「まして」海の底へ~『源氏物語』に関する些細なこと7 その二
自己監禁生活十六日目。今朝の検温結果36.85°。
解決策というのは、句読点の打ち方を次のように変えることです。
「わが身かくいたづらに沈めるだにあるを、この人ひとりにこそあれ、思ふさまことなり、もし我に後れて、その心ざし遂げず、この思ひおきつる宿世違はば、海に入りね」
つまり、「思ふさまことなり」の後を句点から読点に替えるのです。これは、一見、玉上『評釈』と同じ処理のようですが、玉上博士は、本文に一切句点というものを用いませんので違います。ワタシのは、「思ふさまことなり」の後を読点にすることで、「この人ひとりにこそあれ、思ふさまことなり」を挿入句として扱うということ。
つまり、「わが身かくいたづらに沈めるだにあるを、もし我に後れて、その心ざし遂げず、この思ひおきつる宿世違はば、海に入りね」という主文脈の間に「その心ざし」を説明する挿入句「この人ひとりにこそあれ、思ふさまことなり」が挟まっていると考えたのです。
昨日の記事に書いたように、連語「だにあり」は、「Aだにあり、(まして)B~」で”Aでさえ~、(まして)Bは~”の意味になります。この主文脈の場合、A=「わが身いたづらに沈める」、B=「もし我に後れて、その心ざし遂げず、この思ひおきつる宿世違はば」、~=「海に入る(ほどの無念)」となるわけです。
こう考えると、主文脈の訳は、”私の身がこのようにむなしく沈淪していることさえ無念なのに、もし私に先立たれてその意志を遂げることなく、私の思い遺した宿縁と違うことになるならば、ましてそれは残念無念なことなので、お前は海に身を投げなさい”のようになります。
これに、「その心ざし(その意志)」を説明する挿入句が挟まるのですが、この処理はやや難しくなります。というのは、通常、現代語では挿入句は疑問文の形を取るものだからです。
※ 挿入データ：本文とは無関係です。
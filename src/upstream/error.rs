// Licensed to the Apache Software Foundation (ASF) under one
// or more contributor license agreements.  See the NOTICE file
// distributed with this work for additional information
// regarding copyright ownership.  The ASF licenses this file
// to you under the Apache License, Version 2.0 (the
// "License"); you may not use this file except in compliance
// with the License.  You may obtain a copy of the License at
//
//   http://www.apache.org/licenses/LICENSE-2.0
//
// Unless required by applicable law or agreed to in writing,
// software distributed under the License is distributed on an
// "AS IS" BASIS, WITHOUT WARRANTIES OR CONDITIONS OF ANY
// KIND, either express or implied.  See the License for the
// specific language governing permissions and limitations
// under the License.

use http::StatusCode;

use crate::Error;
use crate::ErrorKind;

/// Map an upstream non-success status into an Error.
pub fn parse_error(status: StatusCode, url: &str) -> Error {
    let (kind, retryable) = match status.as_u16() {
        404 => (ErrorKind::NotFound, false),
        // A 416 on a range we computed from the cached size means the
        // upstream file shrank; the caller invalidates and retries.
        416 => (ErrorKind::SizeMismatch, false),
        408 => (ErrorKind::UpstreamTimeout, true),
        429 => (ErrorKind::UpstreamHttp, true),
        500 | 502 | 503 | 504 => (ErrorKind::UpstreamHttp, true),
        _ => (ErrorKind::UpstreamHttp, false),
    };

    let mut err = Error::new(kind, format!("upstream returned {status}"))
        .with_context("url", url.to_string());

    if retryable {
        err = err.set_temporary();
    }

    err
}

/// Map a reqwest transport error into an Error.
pub fn from_reqwest_error(err: reqwest::Error) -> Error {
    let kind = if err.is_timeout() {
        ErrorKind::UpstreamTimeout
    } else {
        ErrorKind::UpstreamNetwork
    };

    Error::new(kind, "upstream request failed")
        .set_source(err)
        .set_temporary()
}

#[cfg(test)]
mod tests {
    use super::*;

    #[test]
    fn test_parse_error() {
        let cases = vec![
            (StatusCode::NOT_FOUND, ErrorKind::NotFound, false),
            (StatusCode::RANGE_NOT_SATISFIABLE, ErrorKind::SizeMismatch, false),
            (StatusCode::BAD_GATEWAY, ErrorKind::UpstreamHttp, true),
            (StatusCode::TOO_MANY_REQUESTS, ErrorKind::UpstreamHttp, true),
            (StatusCode::FORBIDDEN, ErrorKind::UpstreamHttp, false),
        ];

        for (status, kind, retryable) in cases {
            let err = parse_error(status, "https://example.com/x");
            assert_eq!(err.kind(), kind, "{status}");
            assert_eq!(err.is_temporary(), retryable, "{status}");
        }
    }
}
// Licensed to the Apache Software Foundation (ASF) under one
// or more contributor license agreements.  See the NOTICE file
// distributed with this work for additional information
// regarding copyright ownership.  The ASF licenses this file
// to you under the Apache License, Version 2.0 (the
// "License"); you may not use this file except in compliance
// with the License.  You may obtain a copy of the License at
//
//   http://www.apache.org/licenses/LICENSE-2.0
//
// Unless required by applicable law or agreed to in writing,
// software distributed under the License is distributed on an
// "AS IS" BASIS, WITHOUT WARRANTIES OR CONDITIONS OF ANY
// KIND, either express or implied.  See the License for the
// specific language governing permissions and limitations
// under the License.

//! Background eviction: hourly usage scans that delete cached pairs once the
//! cache outgrows its configured limit.

use std::fs;
use std::path::Path;
use std::path::PathBuf;
use std::sync::Arc;
use std::time::Duration;
use std::time::SystemTime;

use super::block_file::remove_pair;
use super::ChunkCache;
use crate::config::EvictionPolicy;
use crate::error::new_std_io_error;
use crate::error::new_task_join_error;
use crate::Result;

const SCAN_INTERVAL: Duration = Duration::from_secs(3600);

struct Candidate {
    data_path: PathBuf,
    /// Actually allocated bytes of the pair, not the sparse apparent size.
    allocated: u64,
    accessed: SystemTime,
    created: SystemTime,
}

/// Spawn the hourly eviction loop. The first scan runs right away.
pub fn spawn_eviction_task(
    cache: Arc<ChunkCache>,
    limit: u64,
    policy: EvictionPolicy,
) -> tokio::task::JoinHandle<()> {
    tokio::spawn(async move {
        let mut ticker = tokio::time::interval(SCAN_INTERVAL);
        ticker.set_missed_tick_behavior(tokio::time::MissedTickBehavior::Delay);
        loop {
            ticker.tick().await;
            let cache = cache.clone();
            let outcome =
                tokio::task::spawn_blocking(move || evict_once(&cache, limit, policy)).await;
            match outcome {
                Ok(Ok(freed)) if freed > 0 => log::info!("eviction freed {freed} bytes"),
                Ok(Ok(_)) => {}
                Ok(Err(err)) => log::warn!("eviction scan failed: {err}"),
                Err(err) => log::warn!("eviction scan failed: {}", new_task_join_error(err)),
            }
        }
    })
}

/// One scan-and-evict pass. Returns the bytes freed.
pub fn evict_once(cache: &ChunkCache, limit: u64, policy: EvictionPolicy) -> Result<u64> {
    let mut candidates = Vec::new();
    for segment in ["models", "datasets", "spaces"] {
        let root = cache.repos_path().join(segment);
        if root.is_dir() {
            collect_candidates(&root, &mut candidates)?;
        }
    }

    let total: u64 = candidates.iter().map(|c| c.allocated).sum();
    if total <= limit {
        return Ok(0);
    }

    match policy {
        EvictionPolicy::Lru => candidates.sort_by_key(|c| c.accessed),
        EvictionPolicy::Fifo => candidates.sort_by_key(|c| c.created),
        EvictionPolicy::LargeFirst => {
            candidates.sort_by(|a, b| b.allocated.cmp(&a.allocated));
        }
    }

    let pinned = cache.pinned_paths();
    let mut remaining = total;
    let mut freed = 0u64;
    for candidate in candidates {
        if remaining <= limit {
            break;
        }
        if pinned.contains(&candidate.data_path) {
            continue;
        }

        let meta_path = candidate.data_path.with_extension("meta");
        remove_pair(&candidate.data_path, &meta_path)?;
        remaining -= candidate.allocated;
        freed += candidate.allocated;
        log::debug!(
            "evicted {} ({} bytes)",
            candidate.data_path.display(),
            candidate.allocated
        );
    }

    Ok(freed)
}

fn collect_candidates(dir: &Path, out: &mut Vec<Candidate>) -> Result<()> {
    for entry in fs::read_dir(dir).map_err(new_std_io_error)? {
        let entry = entry.map_err(new_std_io_error)?;
        let path = entry.path();
        let md = entry.metadata().map_err(new_std_io_error)?;

        if md.is_dir() {
            collect_candidates(&path, out)?;
            continue;
        }
        if path.extension().and_then(|e| e.to_str()) != Some("bin") {
            continue;
        }

        let meta_md = fs::metadata(path.with_extension("meta")).ok();
        let allocated =
            allocated_bytes(&md) + meta_md.as_ref().map(allocated_bytes).unwrap_or_default();

        out.push(Candidate {
            data_path: path,
            allocated,
            accessed: md.accessed().unwrap_or(SystemTime::UNIX_EPOCH),
            created: md
                .created()
                .or_else(|_| md.modified())
                .unwrap_or(SystemTime::UNIX_EPOCH),
        });
    }
    Ok(())
}

#[cfg(unix)]
fn allocated_bytes(md: &fs::Metadata) -> u64 {
    use std::os::unix::fs::MetadataExt;
    md.blocks() * 512
}

#[cfg(not(unix))]
fn allocated_bytes(md: &fs::Metadata) -> u64 {
    md.len()
}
挿入句は、古典語でも疑問文の形を取ることが多いのですが、古典語だと、時々、平叙文の形の挿入句にお目にかかります。そういう文は極めて訳が難しくなるのですが、”~だが”くらいの処理で挟み込んでやることになるでしょう。すると、入道の遺言全体は次のような訳文になります。
”私の身がこのようにむなしく沈淪していることさえ無念なのに、娘はこの人一人だけれど、私には特別な思惑があるのだが、もし私に先立たれてその意志を遂げることなく、私の思い遺した宿縁と違うことになるならば、ましてそれは残念無念なことなので、お前は海に身を投げなさい”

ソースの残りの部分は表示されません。